Start of Data for review

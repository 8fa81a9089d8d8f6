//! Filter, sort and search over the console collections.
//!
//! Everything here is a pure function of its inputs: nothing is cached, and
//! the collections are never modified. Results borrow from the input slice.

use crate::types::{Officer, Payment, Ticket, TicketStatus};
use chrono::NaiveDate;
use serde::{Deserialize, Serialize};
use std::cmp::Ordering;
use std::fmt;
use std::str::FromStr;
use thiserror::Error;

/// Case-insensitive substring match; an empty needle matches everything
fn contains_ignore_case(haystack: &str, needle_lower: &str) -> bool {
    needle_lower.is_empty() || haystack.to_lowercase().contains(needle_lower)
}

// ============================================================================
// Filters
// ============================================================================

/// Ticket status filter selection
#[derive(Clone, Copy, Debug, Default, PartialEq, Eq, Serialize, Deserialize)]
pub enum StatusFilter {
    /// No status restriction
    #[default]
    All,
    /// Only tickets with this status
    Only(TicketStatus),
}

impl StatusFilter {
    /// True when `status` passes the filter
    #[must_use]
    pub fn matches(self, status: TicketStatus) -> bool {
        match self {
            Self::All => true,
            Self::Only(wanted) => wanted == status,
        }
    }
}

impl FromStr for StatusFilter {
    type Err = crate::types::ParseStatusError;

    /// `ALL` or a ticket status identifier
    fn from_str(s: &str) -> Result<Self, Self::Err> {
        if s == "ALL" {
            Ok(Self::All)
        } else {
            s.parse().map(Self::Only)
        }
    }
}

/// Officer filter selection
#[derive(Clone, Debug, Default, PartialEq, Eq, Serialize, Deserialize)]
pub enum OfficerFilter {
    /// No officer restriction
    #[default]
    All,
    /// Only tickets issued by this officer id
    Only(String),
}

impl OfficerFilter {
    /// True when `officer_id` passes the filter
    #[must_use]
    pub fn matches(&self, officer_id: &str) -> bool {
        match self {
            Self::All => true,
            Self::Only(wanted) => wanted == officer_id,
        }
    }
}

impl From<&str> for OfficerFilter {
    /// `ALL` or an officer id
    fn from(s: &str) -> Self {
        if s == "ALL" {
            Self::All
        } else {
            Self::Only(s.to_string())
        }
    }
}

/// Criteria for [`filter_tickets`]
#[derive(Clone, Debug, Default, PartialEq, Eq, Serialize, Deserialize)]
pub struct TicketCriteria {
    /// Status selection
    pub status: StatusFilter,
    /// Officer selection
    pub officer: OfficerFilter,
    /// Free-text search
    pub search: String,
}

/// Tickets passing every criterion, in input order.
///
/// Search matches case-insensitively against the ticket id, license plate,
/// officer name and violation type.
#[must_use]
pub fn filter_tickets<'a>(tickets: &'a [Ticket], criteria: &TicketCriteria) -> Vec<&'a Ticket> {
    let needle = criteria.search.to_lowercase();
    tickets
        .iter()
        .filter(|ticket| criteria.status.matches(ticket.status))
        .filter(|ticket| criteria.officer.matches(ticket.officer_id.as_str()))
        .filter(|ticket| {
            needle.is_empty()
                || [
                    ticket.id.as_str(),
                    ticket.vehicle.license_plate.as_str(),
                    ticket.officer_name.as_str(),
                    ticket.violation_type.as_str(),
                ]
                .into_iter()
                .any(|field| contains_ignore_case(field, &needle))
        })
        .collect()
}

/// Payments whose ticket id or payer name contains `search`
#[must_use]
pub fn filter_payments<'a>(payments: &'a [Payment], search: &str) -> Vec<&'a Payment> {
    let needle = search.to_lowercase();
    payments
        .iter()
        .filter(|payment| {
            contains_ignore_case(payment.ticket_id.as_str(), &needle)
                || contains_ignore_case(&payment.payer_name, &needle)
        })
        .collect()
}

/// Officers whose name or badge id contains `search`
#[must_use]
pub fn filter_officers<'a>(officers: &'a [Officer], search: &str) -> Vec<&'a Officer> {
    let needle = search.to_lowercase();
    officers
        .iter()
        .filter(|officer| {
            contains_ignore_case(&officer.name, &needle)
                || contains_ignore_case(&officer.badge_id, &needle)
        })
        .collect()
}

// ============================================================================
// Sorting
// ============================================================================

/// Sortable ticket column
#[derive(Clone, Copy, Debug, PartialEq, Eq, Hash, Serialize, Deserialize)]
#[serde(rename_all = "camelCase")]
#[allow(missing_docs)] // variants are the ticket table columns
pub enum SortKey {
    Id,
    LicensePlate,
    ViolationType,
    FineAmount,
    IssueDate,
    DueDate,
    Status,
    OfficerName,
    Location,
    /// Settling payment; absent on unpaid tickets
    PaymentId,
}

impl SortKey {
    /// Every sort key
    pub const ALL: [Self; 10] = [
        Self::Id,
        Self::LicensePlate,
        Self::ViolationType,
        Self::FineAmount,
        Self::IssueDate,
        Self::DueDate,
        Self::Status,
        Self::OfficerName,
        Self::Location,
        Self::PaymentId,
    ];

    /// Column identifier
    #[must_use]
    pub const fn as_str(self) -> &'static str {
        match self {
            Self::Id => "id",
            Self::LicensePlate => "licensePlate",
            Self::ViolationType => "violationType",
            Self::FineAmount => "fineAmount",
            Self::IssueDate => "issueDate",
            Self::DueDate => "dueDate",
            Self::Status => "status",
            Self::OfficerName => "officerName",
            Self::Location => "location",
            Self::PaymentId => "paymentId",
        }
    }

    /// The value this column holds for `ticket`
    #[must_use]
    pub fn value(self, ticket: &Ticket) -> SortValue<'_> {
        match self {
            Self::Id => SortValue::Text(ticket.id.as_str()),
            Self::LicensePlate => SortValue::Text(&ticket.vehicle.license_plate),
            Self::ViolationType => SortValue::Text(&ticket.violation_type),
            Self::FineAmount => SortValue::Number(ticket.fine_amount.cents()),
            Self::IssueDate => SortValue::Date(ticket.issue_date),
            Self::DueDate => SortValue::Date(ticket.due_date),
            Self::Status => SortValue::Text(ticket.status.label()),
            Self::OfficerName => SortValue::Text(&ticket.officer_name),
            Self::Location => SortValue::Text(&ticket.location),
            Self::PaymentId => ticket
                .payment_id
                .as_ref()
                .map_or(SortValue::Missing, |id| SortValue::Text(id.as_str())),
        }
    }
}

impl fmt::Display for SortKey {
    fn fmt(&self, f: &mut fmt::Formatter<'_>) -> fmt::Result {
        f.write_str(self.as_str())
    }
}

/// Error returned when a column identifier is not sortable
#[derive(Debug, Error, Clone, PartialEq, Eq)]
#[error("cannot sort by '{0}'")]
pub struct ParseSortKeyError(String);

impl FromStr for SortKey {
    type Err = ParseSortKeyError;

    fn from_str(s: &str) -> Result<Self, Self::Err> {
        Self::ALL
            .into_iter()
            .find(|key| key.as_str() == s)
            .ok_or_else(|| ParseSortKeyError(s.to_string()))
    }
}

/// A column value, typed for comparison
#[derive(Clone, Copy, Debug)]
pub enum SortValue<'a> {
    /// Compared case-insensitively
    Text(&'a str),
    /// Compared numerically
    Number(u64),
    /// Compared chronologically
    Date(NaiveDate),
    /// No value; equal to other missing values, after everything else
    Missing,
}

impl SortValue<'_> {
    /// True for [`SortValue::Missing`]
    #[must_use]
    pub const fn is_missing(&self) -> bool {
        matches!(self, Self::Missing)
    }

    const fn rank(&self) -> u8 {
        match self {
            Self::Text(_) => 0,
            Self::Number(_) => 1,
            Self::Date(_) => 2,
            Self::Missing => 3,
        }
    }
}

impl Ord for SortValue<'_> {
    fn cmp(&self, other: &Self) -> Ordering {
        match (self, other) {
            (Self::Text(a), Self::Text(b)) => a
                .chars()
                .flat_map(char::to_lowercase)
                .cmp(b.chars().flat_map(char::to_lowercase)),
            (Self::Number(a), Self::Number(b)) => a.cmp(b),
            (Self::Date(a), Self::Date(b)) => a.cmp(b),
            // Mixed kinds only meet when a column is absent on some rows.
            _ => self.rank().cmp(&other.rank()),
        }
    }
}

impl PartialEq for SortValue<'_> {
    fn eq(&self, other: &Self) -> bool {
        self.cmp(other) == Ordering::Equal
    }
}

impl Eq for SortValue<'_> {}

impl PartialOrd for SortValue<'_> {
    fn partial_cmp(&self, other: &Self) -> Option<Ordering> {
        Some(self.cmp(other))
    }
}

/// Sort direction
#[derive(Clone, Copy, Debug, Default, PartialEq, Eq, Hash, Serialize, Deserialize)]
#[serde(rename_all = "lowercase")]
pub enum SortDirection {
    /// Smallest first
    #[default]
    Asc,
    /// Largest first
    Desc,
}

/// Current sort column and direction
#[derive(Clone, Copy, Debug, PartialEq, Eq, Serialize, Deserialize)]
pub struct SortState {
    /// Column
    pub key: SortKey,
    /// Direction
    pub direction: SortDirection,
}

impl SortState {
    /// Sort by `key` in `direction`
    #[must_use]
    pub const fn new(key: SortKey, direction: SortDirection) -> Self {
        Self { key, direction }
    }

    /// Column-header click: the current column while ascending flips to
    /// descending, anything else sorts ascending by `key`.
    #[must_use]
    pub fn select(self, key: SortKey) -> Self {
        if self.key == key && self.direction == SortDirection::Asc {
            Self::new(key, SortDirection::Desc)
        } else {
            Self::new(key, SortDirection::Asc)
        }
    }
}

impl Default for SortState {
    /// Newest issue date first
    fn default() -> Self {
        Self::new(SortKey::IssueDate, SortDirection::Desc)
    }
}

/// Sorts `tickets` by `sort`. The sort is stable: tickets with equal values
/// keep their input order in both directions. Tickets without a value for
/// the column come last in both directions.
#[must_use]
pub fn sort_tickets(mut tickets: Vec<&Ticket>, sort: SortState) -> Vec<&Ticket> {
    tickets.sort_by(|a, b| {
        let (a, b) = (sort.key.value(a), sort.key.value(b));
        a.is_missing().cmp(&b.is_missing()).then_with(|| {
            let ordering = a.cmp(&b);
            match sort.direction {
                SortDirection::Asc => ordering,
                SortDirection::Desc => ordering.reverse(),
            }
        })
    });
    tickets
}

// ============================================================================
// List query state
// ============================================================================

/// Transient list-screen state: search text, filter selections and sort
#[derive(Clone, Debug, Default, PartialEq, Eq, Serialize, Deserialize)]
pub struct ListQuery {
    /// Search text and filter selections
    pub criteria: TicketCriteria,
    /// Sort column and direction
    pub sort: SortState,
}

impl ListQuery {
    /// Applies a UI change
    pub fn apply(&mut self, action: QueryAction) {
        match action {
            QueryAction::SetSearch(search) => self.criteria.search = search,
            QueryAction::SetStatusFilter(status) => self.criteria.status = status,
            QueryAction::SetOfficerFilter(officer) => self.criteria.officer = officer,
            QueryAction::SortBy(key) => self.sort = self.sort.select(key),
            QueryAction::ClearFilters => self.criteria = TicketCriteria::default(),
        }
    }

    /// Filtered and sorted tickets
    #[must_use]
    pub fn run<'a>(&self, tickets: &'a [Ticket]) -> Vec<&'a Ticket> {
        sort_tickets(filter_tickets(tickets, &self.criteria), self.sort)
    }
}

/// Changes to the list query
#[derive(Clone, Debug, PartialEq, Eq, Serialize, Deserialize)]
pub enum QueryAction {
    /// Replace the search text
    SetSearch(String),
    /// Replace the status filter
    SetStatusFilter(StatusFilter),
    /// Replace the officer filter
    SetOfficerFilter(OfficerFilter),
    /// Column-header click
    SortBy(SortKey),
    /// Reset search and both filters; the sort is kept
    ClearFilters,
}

End of Data for review

Problem to work on
Restate verbatim all lines from the start of the data through the line containing "pub fn matches(&self, officer_id: &str)", with both ends kept.

Problem solution
repository 8fa81a9089d8d8f6
//! Filter, sort and search over the console collections.
//!
//! Everything here is a pure function of its inputs: nothing is cached, and
//! the collections are never modified. Results borrow from the input slice.

use crate::types::{Officer, Payment, Ticket, TicketStatus};
use chrono::NaiveDate;
use serde::{Deserialize, Serialize};
use std::cmp::Ordering;
use std::fmt;
use std::str::FromStr;
use thiserror::Error;

/// Case-insensitive substring match; an empty needle matches everything
fn contains_ignore_case(haystack: &str, needle_lower: &str) -> bool {
    needle_lower.is_empty() || haystack.to_lowercase().contains(needle_lower)
}

// ============================================================================
// Filters
// ============================================================================

/// Ticket status filter selection
#[derive(Clone, Copy, Debug, Default, PartialEq, Eq, Serialize, Deserialize)]
pub enum StatusFilter {
    /// No status restriction
    #[default]
    All,
    /// Only tickets with this status
    Only(TicketStatus),
}

impl StatusFilter {
    /// True when `status` passes the filter
    #[must_use]
    pub fn matches(self, status: TicketStatus) -> bool {
        match self {
            Self::All => true,
            Self::Only(wanted) => wanted == status,
        }
    }
}

impl FromStr for StatusFilter {
    type Err = crate::types::ParseStatusError;

    /// `ALL` or a ticket status identifier
    fn from_str(s: &str) -> Result<Self, Self::Err> {
        if s == "ALL" {
            Ok(Self::All)
        } else {
            s.parse().map(Self::Only)
        }
    }
}

/// Officer filter selection
#[derive(Clone, Debug, Default, PartialEq, Eq, Serialize, Deserialize)]
pub enum OfficerFilter {
    /// No officer restriction
    #[default]
    All,
    /// Only tickets issued by this officer id
    Only(String),
}

impl OfficerFilter {
    /// True when `officer_id` passes the filter
    #[must_use]
    pub fn matches(&self, officer_id: &str) -> bool {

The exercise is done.